### Work required
Go over the data and work out how many lines include the word "info". Give that number only.

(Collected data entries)
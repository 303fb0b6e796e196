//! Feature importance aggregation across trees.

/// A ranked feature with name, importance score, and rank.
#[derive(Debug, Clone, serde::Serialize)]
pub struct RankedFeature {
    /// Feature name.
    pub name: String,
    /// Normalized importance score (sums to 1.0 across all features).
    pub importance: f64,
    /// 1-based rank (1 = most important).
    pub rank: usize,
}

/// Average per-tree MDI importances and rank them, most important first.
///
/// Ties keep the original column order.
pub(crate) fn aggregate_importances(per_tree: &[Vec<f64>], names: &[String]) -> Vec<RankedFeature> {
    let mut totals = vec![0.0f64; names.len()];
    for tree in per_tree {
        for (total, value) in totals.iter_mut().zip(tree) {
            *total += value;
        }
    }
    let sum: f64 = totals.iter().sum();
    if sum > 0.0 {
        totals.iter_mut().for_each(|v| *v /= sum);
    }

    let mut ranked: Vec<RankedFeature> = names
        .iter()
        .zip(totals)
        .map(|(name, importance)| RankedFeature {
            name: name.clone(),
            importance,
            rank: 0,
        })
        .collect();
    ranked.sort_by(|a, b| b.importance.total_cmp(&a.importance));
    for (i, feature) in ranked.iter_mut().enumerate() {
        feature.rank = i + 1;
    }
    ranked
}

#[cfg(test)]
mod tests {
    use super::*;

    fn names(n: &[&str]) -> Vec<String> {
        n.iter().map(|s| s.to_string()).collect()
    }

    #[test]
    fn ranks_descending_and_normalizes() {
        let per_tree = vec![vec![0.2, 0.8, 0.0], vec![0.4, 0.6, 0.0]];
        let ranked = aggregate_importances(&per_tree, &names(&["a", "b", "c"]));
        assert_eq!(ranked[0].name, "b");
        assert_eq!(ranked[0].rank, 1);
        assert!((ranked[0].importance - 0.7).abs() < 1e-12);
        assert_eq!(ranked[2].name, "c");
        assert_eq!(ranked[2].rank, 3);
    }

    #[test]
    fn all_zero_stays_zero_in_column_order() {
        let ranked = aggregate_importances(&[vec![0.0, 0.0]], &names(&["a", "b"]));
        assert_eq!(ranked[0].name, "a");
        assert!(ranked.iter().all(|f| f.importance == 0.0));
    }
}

* * *

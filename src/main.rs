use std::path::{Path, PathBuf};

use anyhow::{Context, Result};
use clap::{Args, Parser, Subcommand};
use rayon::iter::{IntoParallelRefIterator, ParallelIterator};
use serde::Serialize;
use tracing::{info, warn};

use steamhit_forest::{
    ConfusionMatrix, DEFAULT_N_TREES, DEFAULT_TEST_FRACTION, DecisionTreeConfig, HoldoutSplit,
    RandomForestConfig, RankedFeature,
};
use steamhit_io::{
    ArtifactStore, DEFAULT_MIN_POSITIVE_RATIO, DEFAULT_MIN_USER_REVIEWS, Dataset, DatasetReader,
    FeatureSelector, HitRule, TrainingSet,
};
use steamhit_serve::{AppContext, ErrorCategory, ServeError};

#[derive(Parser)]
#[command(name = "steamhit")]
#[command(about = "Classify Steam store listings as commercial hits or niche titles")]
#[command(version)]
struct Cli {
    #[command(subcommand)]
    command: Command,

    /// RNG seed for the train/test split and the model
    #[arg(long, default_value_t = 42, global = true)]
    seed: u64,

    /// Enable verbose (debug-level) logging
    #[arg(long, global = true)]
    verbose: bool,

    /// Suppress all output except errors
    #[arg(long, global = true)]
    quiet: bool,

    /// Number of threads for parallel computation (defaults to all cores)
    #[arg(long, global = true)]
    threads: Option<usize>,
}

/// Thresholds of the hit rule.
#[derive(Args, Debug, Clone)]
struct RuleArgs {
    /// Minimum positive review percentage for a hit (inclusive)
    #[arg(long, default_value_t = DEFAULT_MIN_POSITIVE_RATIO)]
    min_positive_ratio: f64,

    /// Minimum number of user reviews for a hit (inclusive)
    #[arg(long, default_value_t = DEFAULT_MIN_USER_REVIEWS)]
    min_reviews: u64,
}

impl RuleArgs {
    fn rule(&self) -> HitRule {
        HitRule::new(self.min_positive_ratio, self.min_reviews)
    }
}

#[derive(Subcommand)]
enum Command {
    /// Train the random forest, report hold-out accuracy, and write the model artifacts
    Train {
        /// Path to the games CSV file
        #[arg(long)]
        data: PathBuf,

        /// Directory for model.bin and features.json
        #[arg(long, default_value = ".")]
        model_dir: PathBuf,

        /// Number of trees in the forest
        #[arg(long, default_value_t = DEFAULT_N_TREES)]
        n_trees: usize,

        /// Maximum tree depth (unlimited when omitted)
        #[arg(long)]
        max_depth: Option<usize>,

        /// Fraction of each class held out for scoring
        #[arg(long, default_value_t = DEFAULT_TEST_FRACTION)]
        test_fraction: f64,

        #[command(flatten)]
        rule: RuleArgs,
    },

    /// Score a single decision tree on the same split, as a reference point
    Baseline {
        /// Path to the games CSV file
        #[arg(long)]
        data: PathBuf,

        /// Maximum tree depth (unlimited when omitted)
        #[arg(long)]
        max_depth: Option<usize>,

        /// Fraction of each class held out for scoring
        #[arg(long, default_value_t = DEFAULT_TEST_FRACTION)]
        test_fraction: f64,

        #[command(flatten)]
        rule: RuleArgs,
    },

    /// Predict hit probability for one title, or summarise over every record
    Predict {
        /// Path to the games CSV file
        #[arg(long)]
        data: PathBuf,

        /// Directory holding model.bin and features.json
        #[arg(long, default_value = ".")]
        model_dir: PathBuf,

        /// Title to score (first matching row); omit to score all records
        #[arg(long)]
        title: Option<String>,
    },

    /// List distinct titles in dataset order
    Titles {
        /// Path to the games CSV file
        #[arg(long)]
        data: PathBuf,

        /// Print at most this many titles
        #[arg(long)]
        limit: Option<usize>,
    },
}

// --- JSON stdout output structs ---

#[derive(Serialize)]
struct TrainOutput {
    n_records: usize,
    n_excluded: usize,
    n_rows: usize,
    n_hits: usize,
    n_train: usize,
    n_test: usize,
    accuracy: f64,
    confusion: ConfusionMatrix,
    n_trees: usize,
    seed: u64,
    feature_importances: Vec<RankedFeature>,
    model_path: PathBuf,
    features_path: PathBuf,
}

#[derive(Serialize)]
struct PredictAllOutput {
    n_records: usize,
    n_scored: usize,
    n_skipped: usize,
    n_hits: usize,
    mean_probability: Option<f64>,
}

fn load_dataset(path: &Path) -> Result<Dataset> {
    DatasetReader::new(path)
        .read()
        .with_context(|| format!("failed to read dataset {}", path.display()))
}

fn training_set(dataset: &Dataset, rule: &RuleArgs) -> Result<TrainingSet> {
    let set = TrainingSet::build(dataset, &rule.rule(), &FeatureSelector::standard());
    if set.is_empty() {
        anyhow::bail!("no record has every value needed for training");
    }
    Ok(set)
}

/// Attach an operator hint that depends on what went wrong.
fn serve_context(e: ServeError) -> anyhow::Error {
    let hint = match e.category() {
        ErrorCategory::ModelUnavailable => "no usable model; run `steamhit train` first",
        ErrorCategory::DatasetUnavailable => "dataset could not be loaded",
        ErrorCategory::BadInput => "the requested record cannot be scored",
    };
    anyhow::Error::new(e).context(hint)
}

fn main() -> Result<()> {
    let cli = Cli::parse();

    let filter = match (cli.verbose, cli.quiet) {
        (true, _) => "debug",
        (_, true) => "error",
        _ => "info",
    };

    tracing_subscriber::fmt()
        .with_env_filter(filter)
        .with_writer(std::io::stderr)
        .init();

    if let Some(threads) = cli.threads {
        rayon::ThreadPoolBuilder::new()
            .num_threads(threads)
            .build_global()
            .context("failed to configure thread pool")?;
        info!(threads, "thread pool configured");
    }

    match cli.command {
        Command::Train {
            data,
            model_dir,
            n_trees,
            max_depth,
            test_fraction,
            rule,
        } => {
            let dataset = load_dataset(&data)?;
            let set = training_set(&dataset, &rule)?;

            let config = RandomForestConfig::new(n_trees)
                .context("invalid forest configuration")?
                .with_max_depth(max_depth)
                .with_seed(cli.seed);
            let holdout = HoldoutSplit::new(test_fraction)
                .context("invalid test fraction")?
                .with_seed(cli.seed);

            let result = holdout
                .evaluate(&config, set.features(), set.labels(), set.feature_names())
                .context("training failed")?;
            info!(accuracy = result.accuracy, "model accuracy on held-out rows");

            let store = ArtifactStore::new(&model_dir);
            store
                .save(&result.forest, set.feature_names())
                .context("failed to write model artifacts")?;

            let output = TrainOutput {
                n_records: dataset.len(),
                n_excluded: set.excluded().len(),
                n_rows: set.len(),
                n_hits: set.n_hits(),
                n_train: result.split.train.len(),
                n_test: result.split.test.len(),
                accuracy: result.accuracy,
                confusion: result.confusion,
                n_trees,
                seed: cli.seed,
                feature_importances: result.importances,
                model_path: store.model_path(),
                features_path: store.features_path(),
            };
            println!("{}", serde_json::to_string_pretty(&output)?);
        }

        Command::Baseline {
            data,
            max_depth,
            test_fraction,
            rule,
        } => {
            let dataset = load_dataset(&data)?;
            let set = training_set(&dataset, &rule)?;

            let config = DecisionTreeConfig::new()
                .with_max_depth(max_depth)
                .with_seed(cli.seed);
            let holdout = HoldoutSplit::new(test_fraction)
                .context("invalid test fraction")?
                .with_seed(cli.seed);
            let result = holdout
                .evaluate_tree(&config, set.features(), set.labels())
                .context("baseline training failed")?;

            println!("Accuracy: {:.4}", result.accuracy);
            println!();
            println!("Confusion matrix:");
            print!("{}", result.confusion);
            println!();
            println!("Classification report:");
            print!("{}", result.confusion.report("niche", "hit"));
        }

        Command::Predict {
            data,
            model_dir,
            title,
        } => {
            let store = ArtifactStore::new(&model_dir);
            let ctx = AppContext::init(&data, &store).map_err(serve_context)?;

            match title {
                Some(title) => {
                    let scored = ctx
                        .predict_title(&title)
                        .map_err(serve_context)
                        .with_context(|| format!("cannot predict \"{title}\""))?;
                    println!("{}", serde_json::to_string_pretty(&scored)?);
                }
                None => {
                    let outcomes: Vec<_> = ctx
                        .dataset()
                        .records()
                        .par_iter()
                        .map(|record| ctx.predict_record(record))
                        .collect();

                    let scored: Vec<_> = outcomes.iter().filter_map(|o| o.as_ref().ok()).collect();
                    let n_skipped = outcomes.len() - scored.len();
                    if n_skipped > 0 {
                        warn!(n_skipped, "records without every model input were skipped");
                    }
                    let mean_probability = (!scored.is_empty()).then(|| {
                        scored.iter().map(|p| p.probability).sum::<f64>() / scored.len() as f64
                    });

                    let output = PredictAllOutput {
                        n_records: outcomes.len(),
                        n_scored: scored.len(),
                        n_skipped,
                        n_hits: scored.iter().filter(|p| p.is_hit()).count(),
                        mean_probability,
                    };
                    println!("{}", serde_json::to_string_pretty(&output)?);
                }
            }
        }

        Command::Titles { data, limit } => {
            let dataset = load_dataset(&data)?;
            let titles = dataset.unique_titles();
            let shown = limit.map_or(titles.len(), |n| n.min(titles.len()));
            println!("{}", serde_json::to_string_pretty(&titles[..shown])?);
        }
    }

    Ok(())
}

### Answer to this task
4